Rosti has a deep knowledge and experience in using medical-grade materials that comply with stringent regulatory standards, including ISO 13485 for medical devices.
Over many our team have developed an unrivalled understanding of the properties and applications of various plastics such as PEEK, polycarbonate, and medical-grade polypropylene, which are commonly used in medical devices.
Collaborative Design Process
Rosti collaborates closely with our medical customers during the product development phase. This includes advising on material selection that balances performance, cost, manufacturability, and compliance. Our design for manufacturability (DFM) services help in optimising the product design to make it more efficient for injection moulding.
Innovation Centres play vital role in Material Selection
Rosti’s Innovation Centers focus on research and development (R&D) activities that include the study and testing of various materials to understand their properties, capabilities, and limitations. This research helps in identifying the most suitable materials for specific medical applications, considering factors like biocompatibility, strength, flexibility, and durability.

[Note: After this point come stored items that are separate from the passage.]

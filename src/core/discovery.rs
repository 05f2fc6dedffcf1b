//! Source file discovery.
//!
//! Walks a root directory in lexical order and keeps every regular file whose
//! extension is in the configured set and whose root-relative path is not
//! matched by an exclude glob. A root that cannot be read, or a walk error
//! below it, aborts discovery: nothing is processed from a partial listing.

use std::collections::HashSet;
use std::fs;
use std::path::{Component, Path, PathBuf};

use globset::{GlobBuilder, GlobSet, GlobSetBuilder};
use tracing::{debug, info};
use walkdir::WalkDir;

use crate::core::config::DiscoveryConfig;
use crate::core::errors::{MendError, Result};

/// Compiled form of the discovery settings.
#[derive(Debug, Clone)]
pub struct DiscoveryFilter {
    extensions: HashSet<String>,
    exclude: Option<GlobSet>,
}

impl DiscoveryFilter {
    /// Compile the extension set and exclude globs from configuration.
    pub fn from_config(config: &DiscoveryConfig) -> Result<Self> {
        Ok(Self {
            extensions: config.normalized_extensions().into_iter().collect(),
            exclude: compile_globset(&config.exclude_patterns)?,
        })
    }

    /// Whether `path`, found below `root`, should be rewritten.
    pub fn matches(&self, path: &Path, root: &Path) -> bool {
        let extension = match path.extension().and_then(|ext| ext.to_str()) {
            Some(ext) => ext.to_ascii_lowercase(),
            None => return false,
        };

        if !self.extensions.contains(&extension) {
            return false;
        }

        if let Some(exclude) = &self.exclude {
            let path = without_cur_dir(path);
            let relative = path.strip_prefix(without_cur_dir(root)).unwrap_or(path.as_path());
            if exclude.is_match(relative) {
                return false;
            }
        }

        true
    }
}

/// Discover every matching file below `root` on disk, in lexical order.
pub fn discover_files(root: &Path, filter: &DiscoveryFilter) -> Result<Vec<PathBuf>> {
    let metadata = fs::metadata(root).map_err(|err| MendError::discovery(root, err.to_string()))?;
    if !metadata.is_dir() {
        return Err(MendError::discovery(root, "Not a directory"));
    }

    let mut collected = Vec::new();
    for entry in WalkDir::new(root).follow_links(false).sort_by_file_name() {
        let entry = entry.map_err(|err| MendError::discovery(root, err.to_string()))?;
        if !entry.file_type().is_file() {
            continue;
        }

        let path = entry.path();
        if filter.matches(path, root) {
            collected.push(path.to_path_buf());
        } else {
            debug!("Skipping {}", path.display());
        }
    }

    info!(
        "File discovery completed: {} files selected under {}",
        collected.len(),
        root.display()
    );
    Ok(collected)
}

/// `path` with every `.` component dropped; `.` itself becomes the empty path.
pub fn without_cur_dir(path: &Path) -> PathBuf {
    path.components()
        .filter(|component| !matches!(component, Component::CurDir))
        .collect()
}

/// Compile glob patterns into a set; `None` when no pattern is given.
pub fn compile_globset(patterns: &[String]) -> Result<Option<GlobSet>> {
    let mut builder = GlobSetBuilder::new();
    let mut added = false;

    for pattern in patterns {
        let pattern = pattern.trim();
        if pattern.is_empty() {
            continue;
        }

        let glob = GlobBuilder::new(pattern)
            .literal_separator(false)
            .build()
            .map_err(|err| MendError::config(format!("Invalid glob pattern '{pattern}': {err}")))?;
        builder.add(glob);
        added = true;
    }

    if added {
        builder
            .build()
            .map(Some)
            .map_err(|err| MendError::config(format!("Failed to build glob set: {err}")))
    } else {
        Ok(None)
    }
}

#[cfg(test)]
mod tests {
    use super::*;
    use tempfile::tempdir;

    fn filter_for(extensions: &[&str], excludes: &[&str]) -> DiscoveryFilter {
        let config = DiscoveryConfig {
            extensions: extensions.iter().map(|s| (*s).to_string()).collect(),
            exclude_patterns: excludes.iter().map(|s| (*s).to_string()).collect(),
            ..DiscoveryConfig::default()
        };
        DiscoveryFilter::from_config(&config).unwrap()
    }

    #[test]
    fn compile_globset_rejects_invalid_patterns() {
        let result = compile_globset(&["[invalid".to_string()]);
        assert!(result.is_err());

        let valid = compile_globset(&["**/*.rs".to_string()]).unwrap();
        assert!(valid.unwrap().is_match("src/lib.rs"));

        assert!(compile_globset(&["  ".to_string()]).unwrap().is_none());
    }

    #[test]
    fn filter_respects_extension_and_excludes() {
        let filter = filter_for(&["rs"], &["generated/**"]);
        let root = Path::new("workspace");

        assert!(filter.matches(&root.join("src/lib.rs"), root));
        assert!(filter.matches(&root.join("src/UPPER.RS"), root));
        assert!(!filter.matches(&root.join("src/lib.ts"), root));
        assert!(!filter.matches(&root.join("Makefile"), root));
        assert!(!filter.matches(&root.join("generated/out.rs"), root));
    }

    #[test]
    fn excludes_apply_below_a_dot_root() {
        let filter = filter_for(&["rs"], &["generated/**"]);

        assert!(!filter.matches(Path::new("./generated/out.rs"), Path::new(".")));
        assert!(!filter.matches(Path::new("generated/out.rs"), Path::new(".")));
        assert!(!filter.matches(Path::new("src/generated/out.rs"), Path::new("./src")));
        assert!(filter.matches(Path::new("src/lib.rs"), Path::new(".")));
    }

    #[test]
    fn without_cur_dir_drops_dot_components() {
        assert_eq!(without_cur_dir(Path::new(".")), PathBuf::new());
        assert_eq!(without_cur_dir(Path::new("./src/a.rs")), PathBuf::from("src/a.rs"));
        assert_eq!(without_cur_dir(Path::new("src/./a.rs")), PathBuf::from("src/a.rs"));
        assert_eq!(without_cur_dir(Path::new("/abs/./x")), PathBuf::from("/abs/x"));
    }

    #[test]
    fn discovers_nested_files_in_lexical_order() {
        let dir = tempdir().unwrap();
        let root = dir.path();
        fs::create_dir_all(root.join("b/inner")).unwrap();
        fs::create_dir_all(root.join("a")).unwrap();
        fs::write(root.join("b/inner/z.rs"), "").unwrap();
        fs::write(root.join("b/m.rs"), "").unwrap();
        fs::write(root.join("a/y.rs"), "").unwrap();
        fs::write(root.join("a/notes.md"), "").unwrap();
        fs::write(root.join("top.rs"), "").unwrap();

        let files = discover_files(root, &filter_for(&["rs"], &[])).unwrap();
        let relative: Vec<_> = files
            .iter()
            .map(|p| p.strip_prefix(root).unwrap().to_path_buf())
            .collect();

        assert_eq!(
            relative,
            vec![
                PathBuf::from("a/y.rs"),
                PathBuf::from("b/inner/z.rs"),
                PathBuf::from("b/m.rs"),
                PathBuf::from("top.rs"),
            ]
        );
    }

    #[test]
    fn missing_root_is_a_discovery_error() {
        let dir = tempdir().unwrap();
        let missing = dir.path().join("nope");
        let err = discover_files(&missing, &filter_for(&["rs"], &[])).unwrap_err();
        assert!(matches!(err, MendError::Discovery { .. }));
    }

    #[test]
    fn file_root_is_a_discovery_error() {
        let dir = tempdir().unwrap();
        let file = dir.path().join("lib.rs");
        fs::write(&file, "    \"orphan\";\n").unwrap();

        let err = discover_files(&file, &filter_for(&["rs"], &[])).unwrap_err();
        assert!(matches!(err, MendError::Discovery { .. }));
        assert!(err.to_string().contains("Not a directory"));
    }

    #[cfg(unix)]
    #[test]
    fn unreadable_subdirectory_aborts_discovery() {
        use std::os::unix::fs::PermissionsExt;

        let dir = tempdir().unwrap();
        let root = dir.path();
        let locked = root.join("locked");
        fs::create_dir_all(&locked).unwrap();
        fs::write(root.join("a.rs"), "").unwrap();
        fs::write(locked.join("b.rs"), "").unwrap();
        fs::set_permissions(&locked, fs::Permissions::from_mode(0o000)).unwrap();

        // Privileged users can still list the directory; nothing to observe then.
        let listable = fs::read_dir(&locked).is_ok();
        let result = discover_files(root, &filter_for(&["rs"], &[]));
        fs::set_permissions(&locked, fs::Permissions::from_mode(0o755)).unwrap();

        if listable {
            return;
        }
        let err = result.unwrap_err();
        assert!(matches!(err, MendError::Discovery { .. }));
    }
}
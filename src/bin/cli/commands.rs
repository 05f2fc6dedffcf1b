//! Command Execution Logic
//!
//! Each subcommand is a plain function returning `anyhow::Result`. Only
//! `fix --check` and the config helpers exit with a non-zero status on
//! their own; per-file rewrite failures never change the exit status.

use anyhow::Context;
use owo_colors::OwoColorize;
use tracing::info;

use crate::cli::args::{FixArgs, InitConfigArgs, OutputFormat, ValidateConfigArgs};
use crate::cli::config_layer::{build_layered_config, load_config_file};
use crate::cli::output::{display_config_summary, print_json_summary, ConsoleReporter};
use printmend::{run, DiskStore, MendConfig, RunOptions};

/// Main fix command implementation
pub fn fix_command(args: FixArgs) -> anyhow::Result<()> {
    let config = build_layered_config(&args)?;
    let options = RunOptions {
        dry_run: args.dry_run || args.check,
    };

    info!(
        "Rewriting orphaned literals under {} with {}",
        config.discovery.root.display(),
        config.rewrite.macro_name
    );

    let mut reporter = ConsoleReporter::new(&config, options.dry_run);
    let summary = run(&config, options, &mut DiskStore, &mut reporter)
        .with_context(|| format!("Failed to scan {}", config.discovery.root.display()))?;

    if args.format == OutputFormat::Json {
        print_json_summary(&summary)?;
    }

    if args.check && summary.has_changes() {
        std::process::exit(1);
    }

    Ok(())
}

/// Print the default configuration
pub fn print_default_config() -> anyhow::Result<()> {
    println!("{}", "# Default printmend configuration".dimmed());
    println!("{}", "# Save this to .printmend.yml and customize as needed".dimmed());
    println!("{}", "# Usage: printmend fix --config your-config.yml".dimmed());
    println!();

    let yaml_output = MendConfig::default().to_yaml_string()?;
    println!("{yaml_output}");

    Ok(())
}

/// Initialize a configuration file with defaults
pub fn init_config(args: InitConfigArgs) -> anyhow::Result<()> {
    if args.output.exists() && !args.force {
        eprintln!(
            "{} {}",
            "Configuration file already exists:".red(),
            args.output.display()
        );
        eprintln!("   Use --force to overwrite or choose a different name with --output");
        std::process::exit(1);
    }

    MendConfig::default().to_yaml_file(&args.output)?;

    println!(
        "{} {}",
        "Configuration saved to".bright_green().bold(),
        args.output.display().to_string().cyan()
    );
    println!();
    println!("{}", "Next steps:".bright_blue().bold());
    println!("   1. Edit the configuration file to point `discovery.root` at your sources");
    println!(
        "   2. Preview with: {}",
        format!("printmend fix --config {} --dry-run", args.output.display()).cyan()
    );

    Ok(())
}

/// Validate a configuration file
pub fn validate_config(args: ValidateConfigArgs) -> anyhow::Result<()> {
    println!(
        "{} {}",
        "Validating configuration:".bright_blue().bold(),
        args.config.display().to_string().cyan()
    );
    println!();

    let config = match load_config_file(&args.config).and_then(|config| {
        config.validate()?;
        Ok(config)
    }) {
        Ok(config) => {
            println!("{}", "Configuration file is valid!".bright_green().bold());
            println!();
            config
        }
        Err(e) => {
            eprintln!("{} {}", "Configuration validation failed:".red(), e);
            println!();
            println!("{}", "Common issues:".bright_blue().bold());
            println!("   - Check YAML syntax (indentation, colons, quotes)");
            println!("   - macro_name must be a bare macro path such as log::info!");
            println!("   - max_continuation_lines must be positive when set");
            println!();
            println!(
                "{}",
                "Tip: Use 'printmend print-default-config' to see valid format".dimmed()
            );
            std::process::exit(1);
        }
    };

    display_config_summary(&config, args.detailed);

    Ok(())
}
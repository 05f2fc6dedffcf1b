//! CLI Argument Structures
//!
//! This module contains all CLI argument definitions, command structures,
//! and configuration enums used by the printmend binary.

use clap::{Args, Parser, Subcommand, ValueEnum};
use std::path::PathBuf;

const VERSION: &str = env!("CARGO_PKG_VERSION");

/// Restore logging macro calls around orphaned string literals
#[derive(Parser)]
#[command(name = "printmend")]
#[command(version = VERSION)]
#[command(about = "printmend - restore logging macro calls around orphaned string literals")]
#[command(long_about = "
Scan a source tree for indented string-literal statements that lost their
logging macro wrapper and wrap them back, rewriting files in place.

Common Usage:

  # Fix every .rs file under the current directory
  printmend fix

  # Fix a specific tree and see what changed without writing
  printmend fix --dry-run src/backend/src

  # Fail in CI when something would be rewritten
  printmend fix --check

  # Use a different logging macro
  printmend fix --macro-name log::info! ./src

  # Write a starting configuration file
  printmend init-config
")]
pub struct Cli {
    #[command(subcommand)]
    pub command: Commands,

    /// Enable verbose logging for debugging
    #[arg(short, long, global = true)]
    pub verbose: bool,
}

#[derive(Subcommand)]
pub enum Commands {
    /// Rewrite orphaned string literals under a directory
    Fix(FixArgs),

    /// Print default configuration in YAML format
    #[command(name = "print-default-config")]
    PrintDefaultConfig,

    /// Initialize a configuration file with defaults
    #[command(name = "init-config")]
    InitConfig(InitConfigArgs),

    /// Validate a printmend configuration file
    #[command(name = "validate-config")]
    ValidateConfig(ValidateConfigArgs),
}

/// Arguments for the fix command
#[derive(Args, Default)]
pub struct FixArgs {
    /// Root directory to scan (defaults to the configured root, normally `.`)
    pub root: Option<PathBuf>,

    /// Configuration file path (defaults to ./.printmend.yml when present)
    #[arg(short, long)]
    pub config: Option<PathBuf>,

    /// Macro token to wrap literals in, e.g. `log::info!`
    #[arg(long, env = "PRINTMEND_MACRO")]
    pub macro_name: Option<String>,

    /// File extension to visit (repeatable, replaces the configured set)
    #[arg(long = "ext", value_name = "EXT")]
    pub extensions: Vec<String>,

    /// Glob of paths to skip, relative to the root (repeatable, added to the configured set)
    #[arg(long = "exclude", value_name = "GLOB")]
    pub exclude_patterns: Vec<String>,

    /// Leave blocks with more continuation lines than this unchanged
    #[arg(long, value_name = "N")]
    pub max_continuation_lines: Option<usize>,

    /// Report what would change without writing any file
    #[arg(long)]
    pub dry_run: bool,

    /// Like --dry-run, but exit with status 1 when any file would change
    #[arg(long)]
    pub check: bool,

    /// Output format for the run summary
    #[arg(long, value_enum, default_value = "text")]
    pub format: OutputFormat,
}

/// Arguments for init-config command
#[derive(Args)]
pub struct InitConfigArgs {
    /// Output configuration file name
    #[arg(short, long, default_value = ".printmend.yml")]
    pub output: PathBuf,

    /// Overwrite existing configuration file
    #[arg(long)]
    pub force: bool,
}

/// Arguments for validate-config command
#[derive(Args)]
pub struct ValidateConfigArgs {
    /// Configuration file to validate
    #[arg(short, long)]
    pub config: PathBuf,

    /// Show every setting, not just the summary
    #[arg(long)]
    pub detailed: bool,
}

/// Output format options
#[derive(Clone, Copy, Debug, Default, PartialEq, Eq, ValueEnum)]
pub enum OutputFormat {
    /// Console lines only
    #[default]
    Text,
    /// Console lines followed by a JSON run summary
    Json,
}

One of the key advantages of the Innovation Centres is key capability to rapidly prototype new products using different materials. This rapid prototyping enables practical, hands-on testing of materials in real-world applications, allowing for adjustments and optimisations before finalising the material selection for production. This process and capability is continuously recognised as a key strength of our partnership with our global customers, thanks to 3 different R&D centres in the region, Rosti could bring not only fast delivery but also unity of prototyping services;
In addition to performance and compliance, Innovation Centres also consider environmental impact in the material selection process. It is one very clear trend that, for global medical customers, especially for those with consumables spending, sustainability is a “must have” service that Rosti can co-develop from resin point of view.
Ensuring Material Compliance and Safety
Rosti uses materials that have been certified as safe and appropriate for medical use. Most of the time, Medical customers have existing resin suppliers or at least preference during development stage for compliance reasons. Still Rosti plays a key supportive role to build up the bridge between customers and resin supplier to double check not about technical feasibility, but also for safety/regulation consultancy;
Rosti carefully selects and audits our material suppliers to ensure they meet high standards required for medical products. Supplier audits and ongoing performance evaluations ensure that only high-quality and compliant materials are used in the manufacturing process based on customer target market entry regulatory requirements.
We collaborate with regulatory experts and consultants who specialise in medical device regulations across different markets. This ensures that the materials and the final products are compliant with all relevant international regulations, such as FDA regulations in the U.S., the European Medical Device Regulation (MDR), and others.
Shifting to Sustainable Materials
Different markets such as US, Europe and Asia don’t have exactly the same understanding or definition for medical materials. From our point of view, based on what we see from consumer market trends, there are inevitable trends that are emerging in the medical devices and consumables market.
The medical sector is expected to increase its use of biodegradable polymers for applications such as sutures, implants, and drug delivery systems, where temporary use of the material aligns with the lifecycle of the product. Bio-based polymers derived from renewable resources might also see increased use, reducing dependency on fossil fuels.
There will be a growing emphasis on developing recycling schemes for medical plastics, particularly for non-infectious waste. The industry might see innovations aimed at making medical products more amenable to recycling, or efforts to safely sterilize and reuse certain materials.
Companies will increasingly demand transparency in their supply chains, not just to ensure material quality and compliance but also to verify the sustainability of the materials used. Life Cycle Assessments (LCA) will become more common to evaluate the environmental impact of materials throughout their lifecycle.